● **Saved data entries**
*** Block opens ***

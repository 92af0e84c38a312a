// Copyright 2023 The ChromiumOS Authors
// Use of this source code is governed by a BSD-style license that can be
// found in the LICENSE file.

//! Input pictures queued for submission and their auxiliary side data.

use std::sync::Arc;

use crate::format::BitDepth;
use crate::format::PictureHint;
use crate::format::Resolution;

/// A frame buffer resident in device memory, identified by a small index the
/// device recycles explicitly.
#[derive(Clone, Debug, PartialEq, Eq)]
pub struct HwSurface {
    pub frame_index: u16,
    /// Transport handle of the device instance this surface currently belongs
    /// to. Patched when a session is torn down and reopened so the surface
    /// does not keep pointing at the dead instance.
    pub device_handle: i64,
}

/// Backing storage of a queued picture. Exactly one representation is valid
/// at a time; the device write path picks the submission flavor from the
/// variant rather than from a runtime format tag.
#[derive(Clone, Debug)]
pub enum FrameStorage {
    /// Pixel planes held in system memory, copied into the device on write.
    Software(Arc<Vec<u8>>),
    /// A device-resident surface submitted by index.
    Hardware(HwSurface),
}

impl FrameStorage {
    pub fn hw_surface(&self) -> Option<&HwSurface> {
        match self {
            FrameStorage::Hardware(surface) => Some(surface),
            FrameStorage::Software(_) => None,
        }
    }
}

/// Where a custom SEI NAL must be placed relative to the first VCL NAL of
/// its access unit.
#[derive(Clone, Copy, Debug, PartialEq, Eq)]
pub enum SeiPlacement {
    BeforeVcl,
    AfterVcl,
}

/// One caller-supplied SEI payload carried through the session untouched
/// (apart from NAL framing and emulation prevention).
#[derive(Clone, Debug, PartialEq, Eq)]
pub struct CustomSei {
    pub payload_type: u8,
    pub placement: SeiPlacement,
    pub payload: Vec<u8>,
}

/// One auxiliary metadata record rendered into the size-prefixed block that
/// accompanies a frame submission.
#[derive(Clone, Debug)]
pub enum AuxRecord {
    /// Change the target bitrate starting at this frame.
    BitrateChange(u32),
    /// Long-term-reference directive, passed through opaquely.
    LongTermRef(Vec<u8>),
    HdrStatic(Vec<u8>),
    HdrDynamic(Vec<u8>),
    CloseCaption(Vec<u8>),
    /// Spliced into the output access unit by the packet assembler rather
    /// than interpreted by the device.
    CustomSei(CustomSei),
    RoiMap(Vec<u8>),
}

impl AuxRecord {
    fn tag(&self) -> u32 {
        match self {
            AuxRecord::BitrateChange(_) => 1,
            AuxRecord::LongTermRef(_) => 2,
            AuxRecord::HdrStatic(_) => 3,
            AuxRecord::HdrDynamic(_) => 4,
            AuxRecord::CloseCaption(_) => 5,
            AuxRecord::CustomSei(_) => 6,
            AuxRecord::RoiMap(_) => 7,
        }
    }
}

/// The set of auxiliary records attached to one input picture.
#[derive(Clone, Debug, Default)]
pub struct AuxData {
    pub records: Vec<AuxRecord>,
}

impl AuxData {
    pub fn is_empty(&self) -> bool {
        self.records.is_empty()
    }

    /// The custom SEI entries of this set, in submission order.
    pub fn custom_seis(&self) -> impl Iterator<Item = &CustomSei> {
        self.records.iter().filter_map(|r| match r {
            AuxRecord::CustomSei(sei) => Some(sei),
            _ => None,
        })
    }

    /// Render the records the device consumes into its tagged wire block:
    /// a `(tag: u32, size: u32, payload)` sequence in little endian. Custom
    /// SEI records are not included; they never reach the device.
    pub fn to_device_block(&self) -> Vec<u8> {
        let mut block = Vec::new();
        for record in &self.records {
            let payload: &[u8] = match record {
                AuxRecord::BitrateChange(target) => {
                    block.extend_from_slice(&record.tag().to_le_bytes());
                    block.extend_from_slice(&4u32.to_le_bytes());
                    block.extend_from_slice(&target.to_le_bytes());
                    continue;
                }
                AuxRecord::LongTermRef(data)
                | AuxRecord::HdrStatic(data)
                | AuxRecord::HdrDynamic(data)
                | AuxRecord::CloseCaption(data)
                | AuxRecord::RoiMap(data) => data,
                AuxRecord::CustomSei(_) => continue,
            };
            block.extend_from_slice(&record.tag().to_le_bytes());
            block.extend_from_slice(&(payload.len() as u32).to_le_bytes());
            block.extend_from_slice(payload);
        }
        block
    }
}

/// One queued input picture, owned by the frame queue from enqueue until the
/// device confirms the write.
#[derive(Clone, Debug)]
pub struct PendingFrame {
    pub storage: FrameStorage,
    pub pts: i64,
    pub hint: PictureHint,
    pub aux: AuxData,
    pub resolution: Resolution,
    pub bit_depth: BitDepth,
    pub end_of_stream: bool,
}

#[cfg(test)]
mod tests {
    use super::*;

    #[test]
    fn device_block_skips_custom_sei() {
        let aux = AuxData {
            records: vec![
                AuxRecord::BitrateChange(500_000),
                AuxRecord::CustomSei(CustomSei {
                    payload_type: 5,
                    placement: SeiPlacement::BeforeVcl,
                    payload: vec![1, 2, 3],
                }),
                AuxRecord::CloseCaption(vec![0xAA, 0xBB]),
            ],
        };
        let block = aux.to_device_block();
        // Bitrate record: tag 1, size 4, value.
        assert_eq!(&block[0..4], &1u32.to_le_bytes());
        assert_eq!(&block[4..8], &4u32.to_le_bytes());
        assert_eq!(&block[8..12], &500_000u32.to_le_bytes());
        // Close caption record follows immediately; the custom SEI record is
        // not rendered.
        assert_eq!(&block[12..16], &5u32.to_le_bytes());
        assert_eq!(&block[16..20], &2u32.to_le_bytes());
        assert_eq!(&block[20..], &[0xAA, 0xBB]);
    }

    #[test]
    fn custom_seis_iterates_in_order() {
        let aux = AuxData {
            records: vec![
                AuxRecord::CustomSei(CustomSei {
                    payload_type: 5,
                    placement: SeiPlacement::BeforeVcl,
                    payload: vec![1],
                }),
                AuxRecord::HdrStatic(vec![9]),
                AuxRecord::CustomSei(CustomSei {
                    payload_type: 100,
                    placement: SeiPlacement::AfterVcl,
                    payload: vec![2],
                }),
            ],
        };
        let types: Vec<u8> = aux.custom_seis().map(|s| s.payload_type).collect();
        assert_eq!(types, vec![5, 100]);
    }
}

*** Block closes ***

Once you reach the line with "use crate::format::Resolution;" in the data above, copy it and every line after it exactly, up to and including the line with "so the surface".

● **OUTPUT**
use crate::format::Resolution;

/// A frame buffer resident in device memory, identified by a small index the
/// device recycles explicitly.
#[derive(Clone, Debug, PartialEq, Eq)]
pub struct HwSurface {
    pub frame_index: u16,
    /// Transport handle of the device instance this surface currently belongs
    /// to. Patched when a session is torn down and reopened so the surface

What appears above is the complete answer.